Apparatus for measuring the electrical conductivity of vascular fluids is of potentially great value of diagnosing and monitoring critical conditions of the heart, lungs and blood. Such apparatus typically comprises a catheter cardiac probe including a pair of ring-like electrodes longitudinally spaced apart along the catheter. A small voltage is applied between the two electrodes, and the resulting current flow provides a measure of the conductivity of the vascular fluid between the two electrodes. In typical operation, a bolus of hyptertonic saline solution having a conductivity greater than that of blood is injected upstream of the electrodes. The passage of the bolus through the heart is monitored by measuring downstream the perturbation in conductivity of the vascular fluids. The rate at which the bolus passes and the manner of its passage provide useful measures of cardiac output.
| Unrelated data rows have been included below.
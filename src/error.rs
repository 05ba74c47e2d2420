use thiserror::Error;

/// Errors that end a crawl session.
///
/// Everything else that can go wrong during a crawl (a category page that fails
/// to render, a product without a price, a page with too little text) is absorbed
/// where it happens and only shows up as a missing record.
#[derive(Debug, Error)]
pub enum CrawlError {
    #[error("Failed to load home page: {0}")]
    HomePageUnavailable(String),

    #[error("Invalid base URL: {0}")]
    InvalidBaseUrl(#[from] url::ParseError),

    #[error("Invalid exclude pattern: {0}")]
    InvalidPattern(#[from] regex::Error),

    #[error("Invalid CSS selector: {0}")]
    InvalidSelector(String),

    #[error("WebDriver error: {0}")]
    WebDriver(String),

    #[error("Configuration error: {0}")]
    Config(#[from] serde_json::Error),

    #[error("Output error: {0}")]
    Output(serde_json::Error),

    #[error("IO error: {0}")]
    Io(#[from] std::io::Error),
}

#[cfg(test)]
mod tests {
    use super::*;

    #[test]
    fn test_serde_errors_name_their_source() {
        let parse = || serde_json::from_str::<u8>("x").unwrap_err();
        assert!(CrawlError::Config(parse()).to_string().starts_with("Configuration error"));
        assert!(CrawlError::Output(parse()).to_string().starts_with("Output error"));
    }
}
use crate::error::CrawlError;
use crate::results::CrawlDocument;
use serde::Serialize;
use serde_json::ser::PrettyFormatter;
use std::fs::File;
use std::io::{BufWriter, Write};
use std::path::Path;

/// Serializes the document as UTF-8 JSON indented by four spaces, with a
/// trailing newline
pub fn to_json(document: &CrawlDocument) -> Result<Vec<u8>, CrawlError> {
    let formatter = PrettyFormatter::with_indent(b"    ");
    let mut serializer = serde_json::Serializer::with_formatter(Vec::new(), formatter);
    document
        .serialize(&mut serializer)
        .map_err(CrawlError::Output)?;

    let mut buf = serializer.into_inner();
    buf.push(b'\n');
    Ok(buf)
}

/// Writes the document to `path`, replacing whatever was there
pub fn write_document<P: AsRef<Path>>(path: P, document: &CrawlDocument) -> Result<(), CrawlError> {
    let json = to_json(document)?;

    let mut writer = BufWriter::new(File::create(path.as_ref())?);
    writer.write_all(&json)?;
    writer.flush()?;

    ::log::info!(
        "Saved {} pages to '{}'",
        document.total_pages,
        path.as_ref().display()
    );
    Ok(())
}
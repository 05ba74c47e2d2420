use clap::Parser;
use std::path::PathBuf;

#[derive(Parser, Debug)]
#[command(name = "yield-catalog")]
#[command(about = "Crawls a demo e-commerce catalog into a JSON document of products")]
#[command(version)]
pub struct Args {
    /// JSON configuration file; built-in defaults are used when omitted
    #[arg(short, long)]
    pub config: Option<PathBuf>,

    /// Where to write the document (overrides the configuration)
    #[arg(short, long)]
    pub output: Option<PathBuf>,

    /// WebDriver endpoint (overrides WEBDRIVER_URL and the configuration)
    #[arg(long)]
    pub webdriver_url: Option<String>,
}
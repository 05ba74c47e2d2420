mod fixtures;
mod session_tests;
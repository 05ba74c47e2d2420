use crate::parsers::product::ProductFields;
use crate::render::{CacheMode, FetchRequest, Renderer};
use crate::results::PageRecord;
use crate::visited::VisitedRegistry;

/// Scope for product page fetches
const PRODUCT_SCOPE: &str = "body";

/// Product pages are ready once a heading or a paragraph has rendered
const PRODUCT_READY: &str = "p, h1";

/// Description length thresholds applied to product pages
#[derive(Debug, Clone, Copy, PartialEq, Eq)]
pub struct QualityGate {
    /// Below this the dedicated description is replaced by all paragraphs
    pub min_description_len: usize,
    /// Below this the page is dropped
    pub quality_min_len: usize,
}

/// Fetches a product page and turns it into a record.
///
/// Returns `None` without fetching when `url` was already visited, and `None`
/// when the fetch fails or the description does not pass the quality gate.
pub async fn extract_page<R: Renderer>(
    renderer: &R,
    visited: &mut VisitedRegistry,
    gate: QualityGate,
    title_hint: &str,
    url: &str,
) -> Option<PageRecord> {
    if !visited.claim(url) {
        return None;
    }
    ::log::info!("  Scraping: {}", title_hint);

    let request = FetchRequest::new(url)
        .with_scope(PRODUCT_SCOPE)
        .with_cache_mode(CacheMode::Bypass)
        .with_wait_for(PRODUCT_READY);
    let result = renderer.fetch(&request).await;
    if !result.success {
        ::log::warn!("Failed to load product page {}", url);
        return None;
    }

    let record = ProductFields::parse(&result.html, title_hint, gate.min_description_len)
        .into_record(url, gate.quality_min_len);
    if record.is_none() {
        ::log::debug!("Dropped {}: description below {} characters", url, gate.quality_min_len);
    }
    record
}
use clap::Parser;
use std::process::ExitCode;
use yield_catalog::{Catalog, CrawlError};

mod args;
use args::Args;

#[tokio::main]
async fn main() -> ExitCode {
    // Initialize logging
    env_logger::init();

    let args = Args::parse();

    match run(args).await {
        Ok(()) => ExitCode::SUCCESS,
        Err(e) => {
            ::log::error!("{}", e);
            ExitCode::FAILURE
        }
    }
}

async fn run(args: Args) -> Result<(), CrawlError> {
    let mut catalog = match &args.config {
        Some(path) => Catalog::with_config_file(path)?,
        None => Catalog::default(),
    };
    if let Some(output) = &args.output {
        catalog = catalog.with_output(output);
    }
    if let Some(url) = &args.webdriver_url {
        catalog = catalog.with_webdriver_url(url);
    }

    ::log::info!("Starting Web Scraper for {}", catalog.config().base_url);
    ::log::info!("Web crawling requires a WebDriver server (e.g., ChromeDriver)");

    let start_time = std::time::Instant::now();
    let document = catalog.crawl().await?;

    ::log::info!(
        "SUCCESS: {} pages in {:.2} seconds",
        document.total_pages,
        start_time.elapsed().as_secs_f64()
    );
    Ok(())
}
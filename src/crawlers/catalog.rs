use crate::config::CatalogConfig;
use crate::crawlers::links::{candidates_in, extract_links};
use crate::crawlers::product::{QualityGate, extract_page};
use crate::error::CrawlError;
use crate::filter::ContentFilter;
use crate::output;
use crate::parsers;
use crate::render::{CacheMode, FetchRequest, Renderer};
use crate::results::{CrawlDocument, CrawlSummary, LinkCandidate, PageRecord};
use crate::visited::VisitedRegistry;
use std::collections::HashSet;

/// Scope for the home page fetch
const HOME_SCOPE: &str = "body";

/// One crawl of the catalog: home page, then categories, then products.
///
/// The session owns the visited registry, so two sessions never share state.
pub struct CrawlSession<'r, R: Renderer> {
    renderer: &'r R,
    config: CatalogConfig,
    filter: ContentFilter,
    visited: VisitedRegistry,
    summary: CrawlSummary,
}

impl<'r, R: Renderer> CrawlSession<'r, R> {
    /// Create a new session, validating the base URL, patterns and selectors
    pub fn new(renderer: &'r R, config: CatalogConfig) -> Result<Self, CrawlError> {
        let filter = ContentFilter::from_config(&config)?;
        for selector in config.category_selectors.iter().chain([&config.product_selector]) {
            parsers::compile(selector)?;
        }

        Ok(Self {
            renderer,
            config,
            filter,
            visited: VisitedRegistry::new(),
            summary: CrawlSummary::default(),
        })
    }

    pub fn visited(&self) -> &VisitedRegistry {
        &self.visited
    }

    pub fn summary(&self) -> CrawlSummary {
        self.summary
    }

    /// Runs the crawl and assembles the document.
    ///
    /// Only a home page that fails to load is an error; any category or
    /// product that fails simply contributes nothing.
    pub async fn run(&mut self) -> Result<CrawlDocument, CrawlError> {
        ::log::info!("Starting catalog crawl at {}", self.filter.base_url());

        let home_url = self.filter.base_url().clone();
        self.visited.mark(home_url.as_str());
        let request = FetchRequest::new(home_url.as_str())
            .with_scope(HOME_SCOPE)
            .with_cache_mode(CacheMode::Bypass);
        let home = self.renderer.fetch(&request).await;
        if !home.success {
            ::log::error!("Failed to load homepage");
            return Err(CrawlError::HomePageUnavailable(home_url.to_string()));
        }

        let categories = self.discover_categories(&home.html, &home_url);
        self.summary.categories = categories.len();
        ::log::info!("Found {} categories", categories.len());

        let mut pages = Vec::new();
        for category in &categories {
            self.crawl_category(category, &mut pages).await;
            tokio::time::sleep(self.config.politeness_delay()).await;
        }

        self.summary.records = pages.len();
        self.summary.dropped = self.summary.product_candidates.saturating_sub(pages.len());
        ::log::info!(
            "Crawl finished: {} categories, {} product links, {} pages kept, {} dropped",
            self.summary.categories,
            self.summary.product_candidates,
            self.summary.records,
            self.summary.dropped
        );

        Ok(CrawlDocument::new(
            self.config.site.clone(),
            self.config.address.clone(),
            pages,
        ))
    }

    /// Tries each category selector against the home page, stopping at the
    /// first one that finds anything.
    fn discover_categories(&self, html: &str, home_url: &url::Url) -> Vec<LinkCandidate> {
        let mut found = Vec::new();
        for selector in &self.config.category_selectors {
            let links = candidates_in(html, home_url, selector, &self.visited, &self.filter);
            ::log::debug!("Category selector {:?} matched {} links", selector, links.len());

            let done = !links.is_empty();
            found.extend(links);
            if done {
                break;
            }
        }
        dedup_by_url(found)
    }

    async fn crawl_category(&mut self, category: &LinkCandidate, pages: &mut Vec<PageRecord>) {
        ::log::info!("Category: {}", category.title);

        let products = extract_links(
            self.renderer,
            &mut self.visited,
            &self.filter,
            &category.url,
            &self.config.product_selector,
        )
        .await;
        self.summary.product_candidates += products.len();

        let gate = QualityGate {
            min_description_len: self.config.min_description_len,
            quality_min_len: self.config.quality_min_len,
        };
        for product in &products {
            if let Some(record) =
                extract_page(self.renderer, &mut self.visited, gate, &product.title, &product.url)
                    .await
            {
                ::log::info!("    Success: {} → {}", record.title, record.price);
                pages.push(record);
            }
        }
    }
}

/// Drops repeated URLs, keeping the first occurrence in place
pub fn dedup_by_url(candidates: Vec<LinkCandidate>) -> Vec<LinkCandidate> {
    let mut seen = HashSet::new();
    candidates
        .into_iter()
        .filter(|candidate| seen.insert(candidate.url.clone()))
        .collect()
}

/// Runs one session and writes its document to the configured output path.
///
/// Nothing is written when the session fails.
pub async fn crawl<R: Renderer>(
    renderer: &R,
    config: CatalogConfig,
) -> Result<CrawlDocument, CrawlError> {
    let output_path = config.output_path.clone();
    let mut session = CrawlSession::new(renderer, config)?;
    let document = session.run().await?;
    output::write_document(&output_path, &document)?;
    Ok(document)
}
In contrast to relatively slow conventional techniques based on measurements of thermal dilution, measurements of conductivity dilution are sufficiently fast that the conductivity variation can be measured for each separate beat of the heart. In addition, measurements of conductivity dilution can be used to supplement measurements of thermal dilution to obtain valuable information concerning the thermal mass of the tissues surrounding the vascular system. A potentially valuable application of such apparatus involves a comparison of the conductivity perturbation with the thermal perturbation to provide a measure of potentially dangerous water build-up in the lungs.
Unfortunately, prior art techniques for measuring the conductivity of vascular fluids have been inaccurate and inconsistent. As a consequence, despite the fact that conductivity sensing techniques were first used to measure cardiac output nearly 80 years ago, this potentially valuable technique has long been neglected as inherently unreliable.